- Theatrical release poster
- Directed by: Jan Troell
- Screenplay by: Marc Norman
- Based on: The Stranger 1942 novel by Lillian Bos Ross
- Produced by: Harvey Matofsky
- Starring: Gene Hackman
- Cinematography: Jordan Cronenweth Frank M. Holgate
- Edited by: Gordon Scott
- Music by: Michael Franks Fred Karlin
- Distributed by: Warner Bros.
- Release date: May 19, 1974;
- Running time: 97 minutes
- Country: United States
- Language: English
- Budget: $3 milliion

= Zandy's Bride =

1974 film by Jan Troell

Zandy's Bride is a 1974 American Western film directed by Jan Troell and starring Gene Hackman and Liv Ullmann.

The film is also known as For Better, for Worse in the United States (TV title). It was filmed on location near Big Sur, California.

== Plot ==
Zandy Allan is a hard-working cattle rancher in a remote part of the American West who needs a hired hand more than he needs a wife. He sends away for a mail-order bride, a Swedish woman who lives near Minneapolis. Expecting a woman in her 20s, Zandy is disappointed when Hannah Lund turns out to be 32. He is not interested in love, only in work, although this does not keep him from misbehaving around a local woman named Maria. Hannah is here, in his mind, strictly to help Zandy run his ranch and provide future sons. However, the more time he spends with Hannah, the less he comes to treat her as a possession that he has bought, in no small part because of her insistence that she be treated with respect.

== Cast ==
- Gene Hackman as Zandy Allan
- Liv Ullmann as Hannah Lund
- Eileen Heckart as Ma Allan
- Susan Tyrrell as Maria Cordova
- Harry Dean Stanton as Songer
- Joe Santos as Frank Gallo
- Frank Cady as Pa Allan
- Sam Bottoms as Mel Allan
- Robert E. Simpson as Bill Pincus
- Vivian Gordon as Street girl
- Fabian Gregory Cordova as Indian boy
- Rod McGaughy as Gang's Boss

==Production==
Film rights to the novel were bought by producer Charles Feldman. He died in 1969 and left the rights in his will to Capucine. She unsuccessfully tried to get a workable screenplay the novel. She later sold the film rights to Harvey Matofsky, having met him at the house of Fellini. He had Marc Norman write the script and attracted the interest of Gene Hackman, which led to financing.

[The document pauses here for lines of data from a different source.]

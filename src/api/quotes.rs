//! Quote (cotización) endpoints: upload, list, fetch, delete.

use axum::{
    extract::{Multipart, Path, Query, State},
    Json,
};
use rand::Rng;
use serde::Serialize;
use std::sync::Arc;
use tracing::info;

use crate::api::auth::CurrentUser;
use crate::api::error::ApiError;
use crate::db::{self, ListQuotesQuery, Quote, QuoteListResponse};
use crate::AppState;

const SLUG_CHARS: &[u8] = b"abcdefghijklmnopqrstuvwxyz0123456789";
const SLUG_LEN: usize = 8;
const SLUG_ATTEMPTS: usize = 3;

/// Short random public identifier for a tracked link
pub fn generate_slug() -> String {
    let mut rng = rand::rng();
    (0..SLUG_LEN)
        .map(|_| SLUG_CHARS[rng.random_range(0..SLUG_CHARS.len())] as char)
        .collect()
}

#[derive(Debug, Serialize)]
pub struct CreateQuoteResponse {
    pub cotizacion: Quote,
    /// Shareable tracked link
    pub public_url: String,
}

/// Quote detail with its visit count and public URLs
#[derive(Debug, Serialize)]
pub struct QuoteDetailResponse {
    #[serde(flatten)]
    pub cotizacion: Quote,
    pub total_visitas: i64,
    pub public_url: String,
    pub pdf_url: String,
}

/// POST /api/cotizaciones: multipart: `codigo` text field + `pdf` file
pub async fn create_quote(
    current: CurrentUser,
    State(state): State<Arc<AppState>>,
    mut multipart: Multipart,
) -> Result<Json<CreateQuoteResponse>, ApiError> {
    let mut codigo: Option<String> = None;
    let mut pdf: Option<bytes::Bytes> = None;

    while let Some(field) = multipart
        .next_field()
        .await
        .map_err(|e| ApiError::bad_request(format!("Invalid multipart body: {e}")))?
    {
        match field.name() {
            Some("codigo") => {
                codigo = Some(
                    field
                        .text()
                        .await
                        .map_err(|e| ApiError::bad_request(format!("Invalid codigo field: {e}")))?,
                );
            }
            Some("pdf") => {
                pdf = Some(
                    field
                        .bytes()
                        .await
                        .map_err(|e| ApiError::bad_request(format!("Failed to read PDF: {e}")))?,
                );
            }
            _ => {}
        }
    }

    let codigo = codigo
        .map(|c| c.trim().to_string())
        .filter(|c| !c.is_empty())
        .ok_or_else(|| ApiError::bad_request("El código es obligatorio"))?;
    let pdf = pdf
        .filter(|p| !p.is_empty())
        .ok_or_else(|| ApiError::bad_request("PDF no recibido"))?;

    // The slug is reserved by inserting the row first; the rare collision
    // with an existing slug just gets a fresh one.
    let mut quote: Option<Quote> = None;
    for _ in 0..SLUG_ATTEMPTS {
        let slug = generate_slug();
        let pdf_path = format!("{slug}.pdf");
        match db::insert_quote(&state.db, &codigo, &slug, &pdf_path, &current.0.id).await {
            Ok(inserted) => {
                quote = Some(inserted);
                break;
            }
            Err(sqlx::Error::Database(e))
                if e.message().contains("UNIQUE constraint failed: cotizaciones.slug") =>
            {
                continue;
            }
            Err(e) => return Err(e.into()),
        }
    }
    let quote = quote.ok_or_else(|| ApiError::internal("Could not allocate a unique slug"))?;

    if let Err(e) = state.storage.save(&quote.pdf_path, &pdf).await {
        tracing::error!(error = %e, "Failed to store PDF, rolling back quote row");
        let _ = db::delete_quote(&state.db, &quote.id).await;
        return Err(ApiError::internal("Failed to store PDF"));
    }

    info!(
        quote_id = %quote.id,
        codigo = %quote.codigo,
        slug = %quote.slug,
        user_id = %current.0.id,
        "Quote created"
    );

    let public_url = state.storage.tracked_url(&quote.slug);
    Ok(Json(CreateQuoteResponse {
        cotizacion: quote,
        public_url,
    }))
}

/// GET /api/cotizaciones: paginated; employees see only their own rows
pub async fn list_quotes(
    current: CurrentUser,
    State(state): State<Arc<AppState>>,
    Query(query): Query<ListQuotesQuery>,
) -> Result<Json<QuoteListResponse>, ApiError> {
    let owner_id = if current.0.is_admin() {
        None
    } else {
        Some(current.0.id.as_str())
    };

    let listing = db::list_quotes(&state.db, owner_id, &query).await?;
    Ok(Json(listing))
}

async fn find_owned_quote(
    state: &AppState,
    current: &CurrentUser,
    id: &str,
) -> Result<Quote, ApiError> {
    let quote = db::find_quote_by_id(&state.db, id)
        .await?
        .ok_or_else(|| ApiError::not_found("Cotización no encontrada"))?;

    if !current.0.is_admin() && quote.user_id != current.0.id {
        return Err(ApiError::forbidden("No puedes acceder a esta cotización"));
    }
    Ok(quote)
}

/// GET /api/cotizaciones/:id
pub async fn get_quote(
    current: CurrentUser,
    State(state): State<Arc<AppState>>,
    Path(id): Path<String>,
) -> Result<Json<QuoteDetailResponse>, ApiError> {
    let quote = find_owned_quote(&state, &current, &id).await?;
    let total_visitas = db::count_visits_for_quote(&state.db, &quote.id).await?;

    Ok(Json(QuoteDetailResponse {
        public_url: state.storage.tracked_url(&quote.slug),
        pdf_url: state.storage.file_url(&quote.pdf_path),
        total_visitas,
        cotizacion: quote,
    }))
}

/// DELETE /api/cotizaciones/:id: owner or admin; visits cascade with the row
pub async fn delete_quote(
    current: CurrentUser,
    State(state): State<Arc<AppState>>,
    Path(id): Path<String>,
) -> Result<Json<serde_json::Value>, ApiError> {
    let quote = find_owned_quote(&state, &current, &id).await?;

    db::delete_quote(&state.db, &quote.id).await?;
    state.storage.delete(&quote.pdf_path).await;

    info!(
        quote_id = %quote.id,
        codigo = %quote.codigo,
        deleted_by = %current.0.id,
        "Quote deleted"
    );
    Ok(Json(serde_json::json!({ "ok": true })))
}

Director Jan Troell recounted, "The first problem with me on Zandy's Bride was that I wasn't allowed to operate the camera [because of U.S. union rules]. That makes a lot of difference to me because I feel very awkward sitting beside the camera. Otherwise, I thought it was a very useful experience."

The film was cut after preview screenings.

== Honors ==
The film won Jan Troell the European David award at the 1976 David di Donatello Awards.